Empirically, the study focuses on the (non-)use of eighteen evaluations conducted in a time span of three years by the Policy and Operations Evaluation Department (IOB) of the Dutch Ministry of Foreign Affairs. The Netherlands ranks relatively high on the above-mentioned evaluation maturity and institutionalization indices (Jacob et al., 2015). And within the country, IOB is one of the frontrunner organizations when it comes to policy evaluation practice (Klein Haarhuis and Parapuf, 2016). In the past decade, the organization has also taken several initiatives to actively promote evaluation use (see below). This makes it a particularly interesting case.

The research proceeded stepwise. First, we conducted an extensive screening of the evaluation literature to identify the conditions that could potentially account for evaluation use. Second, via desk research, interviews, and a survey with evaluators and policy makers, we investigated which conditions held relevance for the case of IOB. Third, by means of Qualitative Comparative Analysis (QCA), we analyzed which (combinations of) condition(s) are necessary and/or sufficient for evaluation use. QCA as a method is excellently suited to capture the causal complexity characterizing evaluation use.

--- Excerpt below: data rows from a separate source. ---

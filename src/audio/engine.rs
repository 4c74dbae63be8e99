use std::collections::HashMap;
use std::sync::Arc;

use super::frame::StereoFrame;
use super::sample_buffer::SampleBuffer;
use super::voice::Voice;
use crate::audio_api::{AudioCommand, TriggerParams};
use crate::audio::SampleId;

struct Playing {
    sample_id: SampleId,
    voice: Voice,
}

// Runs inside the audio callback: everything is preallocated and capped so
// rendering a block never allocates.
pub struct Engine {
    sample_rate: u32,
    max_voices: usize,
    samples: HashMap<SampleId, Arc<SampleBuffer>>,
    pending: Vec<TriggerParams>,
    voices: Vec<Playing>,
}

impl Engine {
    pub fn new(sample_rate: u32, max_voices: usize) -> Self {
        let max_voices = max_voices.max(1);
        Self {
            sample_rate,
            max_voices,
            samples: HashMap::with_capacity(64),
            pending: Vec::with_capacity(max_voices * 4),
            voices: Vec::with_capacity(max_voices),
        }
    }

    #[cfg(test)]
    fn active_voices(&self) -> usize {
        self.voices.len()
    }

    pub fn handle_cmd(&mut self, cmd: AudioCommand) {
        match cmd {
            AudioCommand::RegisterSample { id, buffer } => {
                self.samples.insert(id, buffer);
            }
            AudioCommand::UnregisterSample { id } => {
                self.samples.remove(&id);
                self.pending.retain(|p| p.sample_id != id);
            }
            AudioCommand::Trigger(t) => {
                if self.pending.len() < self.pending.capacity() {
                    self.pending.push(t);
                }
            }
            AudioCommand::StopAll => {
                self.pending.clear();
                self.voices.clear();
            }
        }
    }

    fn make_voice(&self, t: &TriggerParams) -> Option<(Voice, &Arc<SampleBuffer>)> {
        let buffer = self.samples.get(&t.sample_id)?;
        let start = buffer.ms_to_frames(t.trim_start_ms);
        let end = buffer.ms_to_frames(t.trim_end_ms).min(buffer.len());
        if end <= start {
            return None;
        }
        // resample on the fly when the buffer rate differs from the device
        let step = t.rate as f64 * buffer.sample_rate as f64 / self.sample_rate as f64;
        Some((Voice::new(start, end - start, step, t.gain), buffer))
    }

    pub fn render_block(&mut self, out: &mut [StereoFrame]) {
        out.fill(StereoFrame::zero());
        let n = out.len();

        // voices already sounding cover the whole block
        for p in self.voices.iter_mut() {
            if let Some(buffer) = self.samples.get(&p.sample_id) {
                p.voice.render_into(buffer, out);
            } else {
                p.voice.active = false;
            }
        }
        self.voices.retain(|p| p.voice.active);

        // pending triggers that land in this block start at their offset
        let mut i = 0;
        while i < self.pending.len() {
            let t = &self.pending[i];
            if t.delay_frames >= n {
                self.pending[i].delay_frames -= n;
                i += 1;
                continue;
            }
            let t = self.pending.swap_remove(i);
            let Some((mut voice, buffer)) = self.make_voice(&t) else {
                continue;
            };
            voice.render_into(buffer, &mut out[t.delay_frames..]);
            if voice.active {
                if self.voices.len() >= self.max_voices {
                    self.voices.remove(0); // steal the oldest
                }
                self.voices.push(Playing { sample_id: t.sample_id, voice });
            }
        }
    }
}

#[cfg(test)]
mod tests {
    use super::*;

    fn engine_with_ones(len: usize) -> Engine {
        let mut e = Engine::new(1000, 4);
        e.handle_cmd(AudioCommand::RegisterSample {
            id: SampleId(0),
            buffer: Arc::new(SampleBuffer::from_mono(&vec![1.0; len], 1000)),
        });
        e
    }

    fn trigger(delay_frames: usize, trim_end_ms: f64) -> AudioCommand {
        AudioCommand::Trigger(TriggerParams {
            sample_id: SampleId(0),
            delay_frames,
            trim_start_ms: 0.0,
            trim_end_ms,
            gain: 0.5,
            rate: 1.0,
        })
    }

    #[test]
    fn test_trigger_starts_at_delay_offset() {
        let mut e = engine_with_ones(100);
        e.handle_cmd(trigger(3, 100.0));
        let mut out = vec![StereoFrame::zero(); 8];
        e.render_block(&mut out);
        assert_eq!(out[2].left, 0.0);
        assert_eq!(out[3].left, 0.5);
        assert_eq!(e.active_voices(), 1);
    }

    #[test]
    fn test_delay_spans_blocks() {
        let mut e = engine_with_ones(100);
        e.handle_cmd(trigger(10, 100.0));
        let mut out = vec![StereoFrame::zero(); 8];
        e.render_block(&mut out);
        assert!(out.iter().all(|f| f.left == 0.0));
        e.render_block(&mut out);
        assert_eq!(out[1].left, 0.0);
        assert_eq!(out[2].left, 0.5);
    }

    #[test]
    fn test_trim_end_stops_voice() {
        let mut e = engine_with_ones(100);
        e.handle_cmd(trigger(0, 4.0)); // 4 frames at 1kHz
        let mut out = vec![StereoFrame::zero(); 8];
        e.render_block(&mut out);
        assert_eq!(out[3].left, 0.5);
        assert_eq!(out[4].left, 0.0);
        assert_eq!(e.active_voices(), 0);
    }

    #[test]
    fn test_voice_cap_steals_oldest() {
        let mut e = engine_with_ones(1000);
        for _ in 0..6 {
            e.handle_cmd(trigger(0, 1000.0));
        }
        let mut out = vec![StereoFrame::zero(); 8];
        e.render_block(&mut out);
        assert_eq!(e.active_voices(), 4);
    }

    #[test]
    fn test_unregister_drops_pending_and_silences() {
        let mut e = engine_with_ones(100);
        e.handle_cmd(trigger(20, 100.0));
        e.handle_cmd(AudioCommand::UnregisterSample { id: SampleId(0) });
        let mut out = vec![StereoFrame::zero(); 32];
        e.render_block(&mut out);
        assert!(out.iter().all(|f| f.left == 0.0));
    }

    #[test]
    fn test_unregister_cuts_a_playing_voice() {
        let mut e = engine_with_ones(100);
        e.handle_cmd(trigger(0, 100.0));
        let mut out = vec![StereoFrame::zero(); 16];
        e.render_block(&mut out);
        assert_eq!(out[15].left, 0.5);

        e.handle_cmd(AudioCommand::UnregisterSample { id: SampleId(0) });
        e.render_block(&mut out);
        assert!(out.iter().all(|f| f.left == 0.0));
        assert_eq!(e.active_voices(), 0);
    }
}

The article is structured as following: In the theoretical framework, we describe the results of the literature screening for barriers and facilitators for evaluation use, and we explain our conceptual stance. Next, we introduce our research design, and present our case. We continue with the presentation and discussion of the findings. In the conclusion, we reflect on the theoretical and practical relevance of the results.

Theoretical framework

Barriers and facilitators for evaluation use: literature review

This study is about identifying the (combinations of) factors that influence evaluation use, through a systematic analysis of evaluations conducted by IOB. In the literature on evaluation use, one can find a multitude of factors that relate to the use of evaluations in public sector organizations. The table below (Table 1) lists the result of a screening of relevant texts that address factors contributing to evaluation (non-)use. We proceeded stepwise: first, we started from well-known and well-cited articles and books in the evaluation field discussing evaluation use. In these texts, we screened which sources were cited, and which sources cited them in turn. Second, we did a thorough search of Web of Science and the SAGE-database and JSTOR-database, using key words as ‘evaluation use’ and ‘utilization of evaluation’. Third, we screened existing literature reviews on evaluation use to identify any other relevant texts.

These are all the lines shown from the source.